The comments by the head of the Berlin-based Jewish federation came ahead of the nationwide elections, as well as state-level polls in the state of Mecklenburg-Vorpommern, on September 26.
"I think the be-all and end-all in a newly elected parliament is the existence of a clear consensus among the democratic parties — not only to not deal politically with the AfD, but also to rule out any form of cooperation with them from the outset," Schuster said.
"This is also what ultimately makes Jewish life possible," he added.
AfD sees fall in polls
Schuster accused the AfD of fomenting division and not abiding by democratic principles. According to the council president, they only have two main issues: immigration and skepticism toward the coronavirus pandemic.
"Regardless actually of what issue they talk about, it always comes back to migration, and then the migrants are dragged through the dirt," Schuster told the paper.
The far-right party has not managed to make gains during the coronavirus pandemic, despite fears of a swell of support. Recent polls predict them faring worse than in the last election in 2017.
They suffered a blow in June, coming 16 percentage points behind Angela Merkel's conservative Christian Democratic Union (CDU) in the state elections in Saxony-Anhalt, a traditional stronghold for the far-right party.
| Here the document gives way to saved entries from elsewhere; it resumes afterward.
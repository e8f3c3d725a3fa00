//! XML parser that builds mutable [`Document`] trees.

use crate::types::{Attribute, Element, NodeId, XML_NAMESPACE, XMLNS_NAMESPACE, XmlDeclaration};
use crate::{Document, Error, Result};
use quick_xml::Reader;
use quick_xml::events::{BytesDecl, BytesStart, Event};

/// Parse XML from a string.
///
/// `origin` names the document in error messages and is kept as
/// [`Document::origin`].
///
/// # Example
///
/// ```rust
/// use xmerge_xml::parse;
///
/// let doc = parse(r#"<root xmlns:m="urn:m"><m:child/></root>"#, "inline").unwrap();
/// let root = doc.document_element().unwrap();
/// let child = doc.child_elements(root).next().unwrap();
/// assert_eq!(doc.element(child).unwrap().namespace.as_deref(), Some("urn:m"));
/// ```
///
/// # Errors
///
/// Returns an error if the XML is malformed, has no or several root
/// elements, or uses an undeclared namespace prefix.
pub fn parse(content: &str, origin: &str) -> Result<Document> {
    let mut parser = XmlParser::new(content, origin);
    parser.parse()
}

/// Internal parser state.
struct XmlParser<'a> {
    /// The quick-xml reader.
    reader: Reader<&'a [u8]>,

    /// The document being built.
    document: Document,

    /// Open elements with the tag name they were opened with.
    stack: Vec<(NodeId, String)>,

    /// Namespace declarations per open element.
    scopes: Vec<Vec<(Option<String>, String)>>,
}

impl<'a> XmlParser<'a> {
    fn new(source: &'a str, origin: &str) -> Self {
        let mut reader = Reader::from_str(source);
        reader.config_mut().trim_text_start = false;
        reader.config_mut().trim_text_end = false;

        Self {
            reader,
            document: Document::new(origin),
            stack: Vec::new(),
            scopes: Vec::new(),
        }
    }

    fn origin(&self) -> String {
        self.document.origin().to_string()
    }

    fn parse(&mut self) -> Result<Document> {
        loop {
            match self.reader.read_event() {
                Ok(Event::Start(e)) => {
                    let (id, name) = self.handle_start(&e)?;
                    self.stack.push((id, name));
                }
                Ok(Event::End(e)) => {
                    let found = String::from_utf8_lossy(e.name().as_ref()).to_string();
                    let (_, expected) = self.stack.pop().ok_or_else(|| Error::InvalidStructure {
                        origin: self.origin(),
                        message: format!("Unexpected closing tag </{}>", found),
                    })?;
                    self.scopes.pop();
                    if expected != found {
                        return Err(Error::MismatchedEndTag {
                            origin: self.origin(),
                            expected,
                            found,
                        });
                    }
                }
                Ok(Event::Empty(e)) => {
                    self.handle_start(&e)?;
                    self.scopes.pop();
                }
                Ok(Event::Text(e)) => {
                    let text = e.unescape().map_err(|err| Error::XmlSyntax {
                        origin: self.origin(),
                        message: format!("Invalid text content: {}", err),
                        position: Some(self.reader.buffer_position()),
                    })?;
                    self.handle_text(text.into_owned())?;
                }
                Ok(Event::CData(e)) => {
                    let text = String::from_utf8_lossy(e.as_ref()).to_string();
                    let id = self.document.create_cdata(text);
                    self.attach(id)?;
                }
                Ok(Event::Comment(e)) => {
                    let text = String::from_utf8_lossy(e.as_ref()).to_string();
                    let id = self.document.create_comment(text);
                    self.attach(id)?;
                }
                Ok(Event::PI(e)) => {
                    let content = String::from_utf8_lossy(e.as_ref()).to_string();
                    let id = self.document.create_processing_instruction(content);
                    self.attach(id)?;
                }
                Ok(Event::Decl(e)) => {
                    self.document.declaration = Some(self.read_declaration(&e)?);
                }
                Ok(Event::DocType(e)) => {
                    self.document.doctype = Some(String::from_utf8_lossy(e.as_ref()).to_string());
                }
                Ok(Event::Eof) => break,
                Err(e) => {
                    return Err(Error::XmlSyntax {
                        origin: self.origin(),
                        message: e.to_string(),
                        position: Some(self.reader.error_position()),
                    });
                }
            }
        }

        if let Some((_, name)) = self.stack.last() {
            return Err(Error::UnexpectedEof {
                origin: self.origin(),
                expected: format!("closing tag </{}>", name),
            });
        }
        if self.document.document_element().is_none() {
            return Err(Error::EmptyDocument {
                origin: self.origin(),
            });
        }

        let origin = self.origin();
        Ok(std::mem::replace(&mut self.document, Document::new(origin)))
    }

    /// Attach a node to the innermost open element, or to the document node.
    fn attach(&mut self, id: NodeId) -> Result<()> {
        let parent = self
            .stack
            .last()
            .map_or(self.document.root(), |(parent, _)| *parent);
        self.document.append_child(parent, id)
    }

    fn handle_start(&mut self, e: &BytesStart<'_>) -> Result<(NodeId, String)> {
        let tag_name = String::from_utf8_lossy(e.name().as_ref()).to_string();
        let (prefix, local_name) = split_name(&tag_name);

        let mut raw_attributes = Vec::new();
        for attr_result in e.attributes() {
            let attr = attr_result.map_err(|err| Error::XmlSyntax {
                origin: self.origin(),
                message: format!("Invalid attribute: {}", err),
                position: Some(self.reader.buffer_position()),
            })?;
            let key = String::from_utf8_lossy(attr.key.as_ref()).to_string();
            let value = attr.unescape_value().map_err(|err| Error::XmlSyntax {
                origin: self.origin(),
                message: format!("Invalid attribute value: {}", err),
                position: Some(self.reader.buffer_position()),
            })?;
            raw_attributes.push((key, value.into_owned()));
        }

        // Declarations on this element are in scope for its own name and attributes.
        let declarations = raw_attributes
            .iter()
            .filter_map(|(key, value)| match split_name(key) {
                (None, "xmlns") => Some((None, value.clone())),
                (Some("xmlns"), declared) => Some((Some(declared.to_string()), value.clone())),
                _ => None,
            })
            .collect();
        self.scopes.push(declarations);

        let namespace = self.resolve(prefix, &tag_name)?;
        let mut element = Element::new(prefix, local_name, namespace.as_deref());
        for (key, value) in raw_attributes {
            let attribute = match split_name(&key) {
                (None, "xmlns") => Attribute::namespace_declaration(None, value),
                (Some("xmlns"), declared) => Attribute::namespace_declaration(Some(declared), value),
                (Some(prefix), local) => {
                    let namespace = self.resolve(Some(prefix), &tag_name)?.unwrap_or_default();
                    Attribute::namespaced(prefix, local, namespace, value)
                }
                (None, local) => Attribute::new(local, value),
            };
            element.attributes.push(attribute);
        }

        let id = self.document.create_element(element);
        if self.stack.is_empty() && self.document.document_element().is_some() {
            return Err(Error::MultipleRoots {
                origin: self.origin(),
            });
        }
        self.attach(id)?;
        Ok((id, tag_name))
    }

    /// Resolve a prefix against the open scopes.
    fn resolve(&self, prefix: Option<&str>, element_name: &str) -> Result<Option<String>> {
        match prefix {
            Some("xml") => return Ok(Some(XML_NAMESPACE.to_string())),
            Some("xmlns") => return Ok(Some(XMLNS_NAMESPACE.to_string())),
            _ => {}
        }
        let bound = self
            .scopes
            .iter()
            .rev()
            .flat_map(|scope| scope.iter())
            .find(|(declared, _)| declared.as_deref() == prefix)
            .map(|(_, uri)| uri.clone());
        match (prefix, bound) {
            (None, bound) => Ok(bound.filter(|uri| !uri.is_empty())),
            (Some(_), Some(uri)) if !uri.is_empty() => Ok(Some(uri)),
            (Some(prefix), _) => Err(Error::UnboundPrefix {
                origin: self.origin(),
                prefix: prefix.to_string(),
                name: element_name.to_string(),
            }),
        }
    }

    fn handle_text(&mut self, text: String) -> Result<()> {
        if self.stack.is_empty() {
            if text.trim().is_empty() {
                return Ok(());
            }
            return Err(Error::InvalidStructure {
                origin: self.origin(),
                message: "Text content outside of the root element".to_string(),
            });
        }
        let id = self.document.create_text(text);
        self.attach(id)
    }

    fn read_declaration(&self, e: &BytesDecl<'_>) -> Result<XmlDeclaration> {
        let version = e.version().map_err(|err| self.declaration_error(err))?;
        let encoding = e
            .encoding()
            .transpose()
            .map_err(|err| self.declaration_error(err))?;
        let standalone = e
            .standalone()
            .transpose()
            .map_err(|err| self.declaration_error(err))?;
        Ok(XmlDeclaration {
            version: String::from_utf8_lossy(&version).to_string(),
            encoding: encoding.map(|v| String::from_utf8_lossy(&v).to_string()),
            standalone: standalone.map(|v| String::from_utf8_lossy(&v).to_string()),
        })
    }

    fn declaration_error(&self, err: impl std::fmt::Display) -> Error {
        Error::XmlSyntax {
            origin: self.origin(),
            message: format!("Invalid XML declaration: {}", err),
            position: Some(0),
        }
    }
}

/// Split `prefix:local` into its parts.
fn split_name(name: &str) -> (Option<&str>, &str) {
    match name.split_once(':') {
        Some((prefix, local)) => (Some(prefix), local),
        None => (None, name),
    }
}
Criticism for former East Germany
Schuster also criticized the formerly Soviet-controlled East Germany, the GDR, for the way it dealt with Jews.
"The GDR kind of shifted the legacy of national socialism onto West Germany," he said.
Both the Holocaust and Jewish life in East Germany were diminished and the topic of Israel was largely ignored.
Parts of East Germany, including in Saxony-Anhalt and Mecklenburg-Vorpommern, continue to be hotbeds of far-right and neo-Nazi activity.